It isn't practical to try to predict what the markets will do. What is practical, and essential, is to know that they change, and will continue to do so in the future. Prices can go up and down in response to countless factors, some predictable and some not, but change itself is a certainty. Knowing that change will happen, we can plan and be ready when it comes.
Meaning of future and option trading: Futures and options are derivative contracts that derive their value from underlying assets, like stocks, commodities, or currency. The parties involved in these contracts will be concerned about price fluctuations, which can mean the potential for profits or loss.
What are futures?
An investor buys a futures contract to buy Company ABC at Rs 50 each, from his or her broker. At the expiry of the contract, the investor will get those shares are Rs 50, irrespective of the current prevailing price. The one thing you would want to be careful of is the expiry date. If you want to buy 100 shares at Rs 50 each and you need to purchase them by a specific date, the security will go up in price if the demand is higher than supply. But if more people are selling this stock than buying, the price will drop. A futures contract agrees that it will work out for either party because the buyer and seller have already agreed on a price for the stock.
Futures are invaluable instruments that help protect you from risk, be it the risk of price increases or price decreases. This safety net helps soothe a lot of anxiety faced by traders since they will not have to fret over sudden changes in market prices and can focus their time and energy on making better trading decisions.
What are the Options?
Options contracts are a little different from futures contracts in that they give a buyer (or seller) the right, but not the obligation, to buy (or sell) a particular asset at a certain price at a specific pre-determined date.
There are two types of options: the call option and the put option.
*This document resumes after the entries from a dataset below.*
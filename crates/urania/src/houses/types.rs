use crate::angles::{arc_forward, in_forward_arc, normalize_degrees};
use crate::error::ChartError;
use serde::{Deserialize, Serialize};

/// The twelve house cusps, house 1 first.
///
/// Read cyclically, consecutive cusps partition the circle into twelve
/// arcs that sum to 360°.
#[derive(Debug, Clone, PartialEq, Serialize, Deserialize)]
#[serde(try_from = "Vec<f64>", into = "Vec<f64>")]
pub struct HouseCusps {
    cusps: [f64; 12],
}

impl HouseCusps {
    /// Build cusps from twelve longitudes, normalizing each.
    pub fn new(cusps: [f64; 12]) -> Result<Self, ChartError> {
        if let Some(bad) = cusps.iter().find(|c| !c.is_finite()) {
            return Err(ChartError::InvalidCusps(format!("non-finite cusp {}", bad)));
        }
        Ok(Self {
            cusps: cusps.map(normalize_degrees),
        })
    }

    pub fn from_slice(cusps: &[f64]) -> Result<Self, ChartError> {
        let array: [f64; 12] = cusps.try_into().map_err(|_| {
            ChartError::InvalidCusps(format!("expected 12 cusps, got {}", cusps.len()))
        })?;
        Self::new(array)
    }

    /// Equal 30° houses starting at `start`.
    pub fn equal(start: f64) -> Self {
        Self {
            cusps: std::array::from_fn(|i| normalize_degrees(start + i as f64 * 30.0)),
        }
    }

    pub fn as_array(&self) -> &[f64; 12] {
        &self.cusps
    }

    /// Cusp of a 1-based house number.
    pub fn cusp(&self, house: usize) -> Option<f64> {
        house.checked_sub(1).and_then(|i| self.cusps.get(i)).copied()
    }

    pub fn ascendant(&self) -> f64 {
        self.cusps[0]
    }

    /// Forward width of each house, in house order.
    pub fn arcs(&self) -> [f64; 12] {
        std::array::from_fn(|i| arc_forward(self.cusps[i], self.cusps[(i + 1) % 12]))
    }

    /// 1-based house containing `longitude`.
    ///
    /// House `i` spans `[cusp[i], cusp[i+1])` going forward, wrapping
    /// through 0° when the next cusp is numerically smaller.
    pub fn house_of(&self, longitude: f64) -> Option<u8> {
        (0..12)
            .find(|&i| in_forward_arc(longitude, self.cusps[i], self.cusps[(i + 1) % 12]))
            .map(|i| i as u8 + 1)
    }
}

impl TryFrom<Vec<f64>> for HouseCusps {
    type Error = ChartError;

    fn try_from(value: Vec<f64>) -> Result<Self, Self::Error> {
        Self::from_slice(&value)
    }
}

impl From<HouseCusps> for Vec<f64> {
    fn from(value: HouseCusps) -> Self {
        value.cusps.to_vec()
    }
}

/// The four chart angles in ecliptic longitude.
#[derive(Debug, Clone, Copy, PartialEq, Serialize, Deserialize)]
pub struct Angles {
    pub ascendant: f64,
    pub midheaven: f64,
    pub descendant: f64,
    pub imum_coeli: f64,
}

impl Angles {
    pub fn new(ascendant: f64, midheaven: f64) -> Self {
        Self {
            ascendant: normalize_degrees(ascendant),
            midheaven: normalize_degrees(midheaven),
            descendant: normalize_degrees(ascendant + 180.0),
            imum_coeli: normalize_degrees(midheaven + 180.0),
        }
    }
}

/// How the intermediate cusps were obtained.
#[derive(Debug, Clone, Copy, PartialEq, Eq, Serialize, Deserialize)]
#[serde(rename_all = "snake_case")]
pub enum HouseMethod {
    /// Semi-arc trisection
    Placidus,
    /// Quadrant trisection, used where the semi-arc is undefined
    Porphyry,
}

/// Result of a house computation.
#[derive(Debug, Clone, PartialEq, Serialize, Deserialize)]
pub struct HouseChart {
    pub method: HouseMethod,
    pub cusps: HouseCusps,
    pub angles: Angles,
    /// Set when the cusps are an estimate: polar fallback or an
    /// iteration that stopped at its cap.
    pub approximate: bool,
    /// Right ascension of the MC, degrees
    pub ramc: f64,
    /// Obliquity of the ecliptic used, degrees
    pub obliquity: f64,
}
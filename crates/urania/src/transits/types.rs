use crate::angles::normalize_degrees;
use crate::aspects::AspectKind;
use crate::bodies::Body;
use crate::ephemeris::TimeWindow;
use crate::error::{validate_orb, ChartError};
use chrono::{DateTime, Utc};
use serde::{Deserialize, Serialize};

/// A request to time a transit to a fixed longitude.
#[derive(Debug, Clone, PartialEq, Serialize, Deserialize)]
pub struct TransitQuery {
    pub body: Body,
    pub aspect: AspectKind,
    /// Natal longitude the aspect is measured from
    pub natal_longitude: f64,
    pub window: TimeWindow,
    /// Hits further than this from exact are not reported
    pub max_orb: f64,
}

impl TransitQuery {
    pub fn new(
        body: Body,
        aspect: AspectKind,
        natal_longitude: f64,
        window: TimeWindow,
        max_orb: f64,
    ) -> Self {
        Self {
            body,
            aspect,
            natal_longitude,
            window,
            max_orb,
        }
    }

    pub fn validate(&self) -> Result<(), ChartError> {
        self.window.validate()?;
        validate_orb(self.max_orb)?;
        if !self.natal_longitude.is_finite() {
            return Err(ChartError::InvalidWindow(format!(
                "natal longitude {} is not finite",
                self.natal_longitude
            )));
        }
        Ok(())
    }

    /// Longitudes where the transiting body makes the aspect exact.
    ///
    /// One point for conjunction and opposition, two otherwise.
    pub fn targets(&self) -> Vec<f64> {
        let angle = self.aspect.default_angle();
        let ahead = normalize_degrees(self.natal_longitude + angle);
        let behind = normalize_degrees(self.natal_longitude - angle);
        if crate::angles::angular_distance(ahead, behind) < 1e-9 {
            vec![ahead]
        } else {
            vec![ahead, behind]
        }
    }
}

/// One pass of the transiting body through an exact aspect point.
#[derive(Debug, Clone, PartialEq, Serialize, Deserialize)]
pub struct TransitHit {
    pub instant: DateTime<Utc>,
    /// Distance from exact at `instant`, degrees
    pub orb: f64,
    pub transiting_longitude: f64,
    pub is_retrograde: bool,
    /// The exact aspect point that was approached
    pub target_longitude: f64,
    pub aspect: AspectKind,
}
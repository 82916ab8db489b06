use crate::angles::angular_distance;
use crate::aspects::types::{Aspect, AspectKind, OrbConfig};
use crate::ephemeris::CelestialPosition;

/// Look-ahead used to decide applying versus separating (days).
pub const APPLYING_STEP_DAYS: f64 = 0.125;

/// Orb changes smaller than this count as "not moving".
const STATIONARY_EPSILON: f64 = 1e-12;

/// Aspect calculator over a fixed orb configuration.
#[derive(Debug, Clone, Default)]
pub struct AspectCalculator {
    orbs: OrbConfig,
}

/// Classification of one angular distance.
#[derive(Debug, Clone, Copy, PartialEq)]
pub struct AspectMatch {
    pub kind: AspectKind,
    pub exact_angle: f64,
    pub orb: f64,
}

impl AspectCalculator {
    pub fn new(orbs: OrbConfig) -> Self {
        Self { orbs }
    }

    pub fn orbs(&self) -> &OrbConfig {
        &self.orbs
    }

    /// Aspects among one set of positions, each unordered pair once.
    ///
    /// Pairs are visited as `(i, j)` with `i < j` in the caller's order.
    pub fn compute_within(&self, positions: &[CelestialPosition]) -> Vec<Aspect> {
        let mut aspects = Vec::new();
        for (i, a) in positions.iter().enumerate() {
            for b in &positions[i + 1..] {
                if a.body == b.body {
                    continue;
                }
                if let Some(aspect) = self.aspect_between(a, b) {
                    aspects.push(aspect);
                }
            }
        }
        aspects
    }

    /// Aspects from every position in `a` to every position in `b`.
    ///
    /// A body may appear in both sets (a transit to its own natal place).
    pub fn compute_between(
        &self,
        a: &[CelestialPosition],
        b: &[CelestialPosition],
    ) -> Vec<Aspect> {
        a.iter()
            .flat_map(|pa| b.iter().filter_map(move |pb| self.aspect_between(pa, pb)))
            .collect()
    }

    /// Aspect between two positions, if any definition matches.
    pub fn aspect_between(&self, a: &CelestialPosition, b: &CelestialPosition) -> Option<Aspect> {
        let distance = angular_distance(a.lon, b.lon);
        let found = self.classify(distance)?;
        Some(Aspect {
            body_a: a.body,
            body_b: b.body,
            kind: found.kind,
            exact_angle: found.exact_angle,
            orb: found.orb,
            distance,
            applying: is_applying(a, b, found.exact_angle, found.orb),
        })
    }

    /// First definition, in priority order, whose window contains `distance`.
    pub fn classify(&self, distance: f64) -> Option<AspectMatch> {
        let multiplier = self.orbs.multiplier();
        self.orbs.definitions().iter().find_map(|def| {
            let orb = (distance - def.angle).abs();
            (orb <= def.orb * multiplier).then_some(AspectMatch {
                kind: def.kind,
                exact_angle: def.angle,
                orb,
            })
        })
    }
}

/// Applying when the orb shrinks over [`APPLYING_STEP_DAYS`].
///
/// Both points are advanced by their own speed, so the answer is the same
/// whichever point is listed first.
fn is_applying(
    a: &CelestialPosition,
    b: &CelestialPosition,
    exact_angle: f64,
    orb: f64,
) -> Option<bool> {
    let (speed_a, speed_b) = (a.speed_lon?, b.speed_lon?);
    let future_distance = angular_distance(
        a.lon + speed_a * APPLYING_STEP_DAYS,
        b.lon + speed_b * APPLYING_STEP_DAYS,
    );
    let future_orb = (future_distance - exact_angle).abs();
    if (future_orb - orb).abs() < STATIONARY_EPSILON {
        None
    } else {
        Some(future_orb < orb)
    }
}

/// Aspects within `a`, or between `a` and `b` when a second set is given.
pub fn compute_aspects(
    a: &[CelestialPosition],
    b: Option<&[CelestialPosition]>,
    orbs: &OrbConfig,
) -> Vec<Aspect> {
    let calculator = AspectCalculator::new(orbs.clone());
    match b {
        Some(b) => calculator.compute_between(a, b),
        None => calculator.compute_within(a),
    }
}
A call option is a contract that gives the buyer the right, but not the obligation, to buy a particular asset at a specified price on a specific date. A put option is a contract that gives the buyer the right to sell a particular asset at a specified price on or before a specific date. Let’s say you have purchased a put option to sell 100 shares of Company XYZ at Rs 50 each on a certain date. But the share price rises to Rs 60 before the end of the expiry period. You can then sell the shares at Rs 50 instead, giving you an additional profit of Rs 1,000 on top of the share sale.
Future Options trading in the stock market
Futures and options in the stock market are still new for many people. But this form of investment is gaining more and more popularity nowadays, so it’s definitely worth learning about it. The National Stock Exchange has introduced futures and options on 9 important indices and more than a hundred securities. Trading in futures and options can be done even through the Bombay Stock Exchange (BSE). Trading in futures and options is advantageous because you don’t need to buy the underlying asset. You just need to pay an initial margin to your broker for trading. For example, if the margin is 10 %, you can trade in stock futures worth Rs 10 lakh by paying only Rs 1 lakh as margin money to the broker. Higher volumes will increase your chances of making a good profit.